Hot questions for Using Neural networks in imagenet

Question:

I'm using the pretrained imagenet model provided along the caffe (CNN) library ('bvlc_reference_caffenet.caffemodel'). I can output a 1000 dim vector of object scores for any images using this model. However I don't know what the actual object categories are. Did someone find a file, where the corresponding object categories are listed?


Answer:

You should look for the file 'synset_words.txt' it has 1000 line each line provides a description of a different class.

For more information on how to get this file (and some others you might need) you can read this.


If you want all the labels to be ready-for-use in Matlab, you can read the txt file into a cell array (a cell per class):

C = textread('/path/to/synset_words.txt','%s','delimiter','\n');

Question:

After several month working with caffe, I've been able to train my own models successfully. For example further than my own models, I've been able to train ImageNet with 1000 classes.

In my project now, I'm trying to extract the region of my interest class. After that I've compiled and run the demo of Fast R-CNN and it works ok, but the sample models contains only 20 classes and I'd like to have more classes, for example all of them.

I've already downloaded the bounding boxes of ImageNet, with the real images.

Now, I've gone blank, I can't figure out the next steps and there's not a documentation of how to do it. The only thing I've found is how to train the INRIA person model, and they provide dataset + annotations + python script.

My questions are:

  • Is there maybe any tutorial or guide that I've missed?
  • Is there already a model trained with 1000 classes able to classify images and extract the bounding boxes?

Thank you very much in advance.

Regards.

Rafael.


Answer:

Dr Ross Girshik has done a lot of work on object detection. You can learn a lot from his detailed git on fast RCNN: you should be able to find a caffe branch there, with a demo. I did not use it myself, but it seems very comprehensible.

Another direction you might find interesting is LSDA: using weak supervision to train object detection for many classes.

BTW, have you looked into faster-rcnn?

Question:

ImageNet images are all different sizes, but neural networks need a fixed size input.

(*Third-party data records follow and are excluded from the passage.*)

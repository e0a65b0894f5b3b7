use std::{
  collections::VecDeque,
  sync::{
    Arc,
    atomic::{AtomicUsize, Ordering},
  },
  thread,
  time::Duration,
};

use kanjian::{
  config::VizPreset,
  frame::Frame,
  input::{CaptureError, DeviceId, DeviceOpener, FrameSource},
  model::{
    ActivationTensor, Backbone, CapturePoints, InferenceEngine, InputTensor, LayerSpec,
    ModelDescriptor, ModelError,
  },
  task::Pipeline,
};

/// 假激活每个通道的空间边长
pub const FAKE_SPATIAL: usize = 7;

/// 为每个请求的层生成激活的假骨干网络
///
/// 通道 `c` 在 `0` 和 `c + 1` 之间交替，方差随 `c` 增大，top-k 总是选中编号最大的通道。
pub struct FakeBackbone {
  pub latency: Duration,
  pub calls: Arc<AtomicUsize>,
}

impl Backbone for FakeBackbone {
  fn forward(&self, input: &InputTensor, capture: &mut CapturePoints) -> Result<(), ModelError> {
    self.calls.fetch_add(1, Ordering::SeqCst);
    if !self.latency.is_zero() {
      thread::sleep(self.latency);
    }
    let offset = input.data()[0];
    let plane = FAKE_SPATIAL * FAKE_SPATIAL;
    for spec in capture.layers().to_vec() {
      let mut data = Vec::with_capacity(spec.channels * plane);
      for c in 0..spec.channels {
        for p in 0..plane {
          let high = if p % 2 == 0 { (c + 1) as f32 } else { 0.0 };
          data.push(high + offset);
        }
      }
      capture.record(ActivationTensor::new(
        spec.id,
        [1, spec.channels, FAKE_SPATIAL, FAKE_SPATIAL],
        data,
      )?);
    }
    Ok(())
  }
}

/// 基于假层注册表的引擎，列出的层全部激活
pub fn fake_engine(layers: &[(&str, usize)], latency: Duration) -> (InferenceEngine, Arc<AtomicUsize>) {
  let registry = layers
    .iter()
    .map(|(id, channels)| LayerSpec::new(*id, *id, *channels))
    .collect();
  let descriptor = ModelDescriptor::custom("fake", registry);
  let calls = Arc::new(AtomicUsize::new(0));
  let backbone = FakeBackbone {
    latency,
    calls: calls.clone(),
  };
  let active: Vec<&str> = layers.iter().map(|(id, _)| *id).collect();
  let engine = InferenceEngine::with_backbone(descriptor, Some(&active), Box::new(backbone))
    .expect("fake engine");
  (engine, calls)
}

pub fn fake_pipeline(channels: usize, latency: Duration, preset: VizPreset) -> (Pipeline, Arc<AtomicUsize>) {
  let (engine, calls) = fake_engine(&[(preset.layer_id.as_str(), channels)], latency);
  (Pipeline::new(engine, preset).expect("pipeline"), calls)
}

pub fn gray_frame(side: u32, shade: u8) -> Frame {
  Frame::filled(side, side, [shade, shade, shade])
}

/// 第 `n` 次读取（从 1 计）失败，其余读取成功
pub struct ScriptedSource {
  pub device: DeviceId,
  pub fail_on: Option<usize>,
  pub reads: Arc<AtomicUsize>,
  pub closes: Arc<AtomicUsize>,
  pub frames: VecDeque<Frame>,
  open: bool,
}

impl FrameSource for ScriptedSource {
  fn read(&mut self) -> Result<Frame, CaptureError> {
    let n = self.reads.fetch_add(1, Ordering::SeqCst) + 1;
    if self.fail_on == Some(n) {
      return Err(CaptureError::read_failure(self.device, format!("scripted failure on read {}", n)));
    }
    let frame = self
      .frames
      .pop_front()
      .unwrap_or_else(|| gray_frame(32, (n % 256) as u8));
    Ok(frame)
  }

  fn close(&mut self) {
    if self.open {
      self.open = false;
      self.closes.fetch_add(1, Ordering::SeqCst);
    }
  }

  fn is_open(&self) -> bool {
    self.open
  }
}

/// 打开的 [`ScriptedSource`] 共享计数器
#[derive(Clone, Default)]
pub struct ScriptedOpener {
  pub available: Vec<DeviceId>,
  pub fail_on: Option<usize>,
  pub reads: Arc<AtomicUsize>,
  pub closes: Arc<AtomicUsize>,
}

impl ScriptedOpener {
  pub fn new(available: Vec<DeviceId>) -> Self {
    Self {
      available,
      ..Self::default()
    }
  }

  pub fn failing_on(mut self, read: usize) -> Self {
    self.fail_on = Some(read);
    self
  }

  pub fn reads(&self) -> usize {
    self.reads.load(Ordering::SeqCst)
  }

  pub fn closes(&self) -> usize {
    self.closes.load(Ordering::SeqCst)
  }
}

impl DeviceOpener for ScriptedOpener {
  type Source = ScriptedSource;

  fn open(&self, device: DeviceId) -> Result<ScriptedSource, CaptureError> {
    if !self.available.contains(&device) {
      return Err(CaptureError::unavailable(device, "no such device"));
    }
    Ok(ScriptedSource {
      device,
      fail_on: self.fail_on,
      reads: self.reads.clone(),
      closes: self.closes.clone(),
      frames: VecDeque::new(),
      open: true,
    })
  }
}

One solution is to take a crop size that is as large as will fit in the image, centered around the center point of the image. This works but has some drawbacks. Often times important parts of the object of interest in the image are cut out, and there are even cases where the correct object is completely missing while another object that belongs to a different class is visible, meaning your model will be trained wrong for that image.

Another solution would be to use the entire image and zero pad it to where each image has the same dimensions. This seems like it would interfere with the training process though, and the model would learn to look for vertical/horizontal patches of black near the edge of images.

What is commonly done?


Answer:

There are several approaches:

  • Multiple crops. For example AlexNet was originally trained on 5 different crops: center, top-left, top-right, bottom-left, bottom-right.
  • Random crops. Just take a number of random crops from the image and hope that the Neural Network will not be biased.
  • Resize and deform. Resize the image to a fixed size without considering the aspect ratio. This witll deform the image contents but preserves but now you are sure that no content is cut.
  • Variable-sized Inputs. Do not crop and train the network on variable sized images, using something like Spatial Pyramid Pooling to extract a fixed size feature vector that can be used with fully connected layers.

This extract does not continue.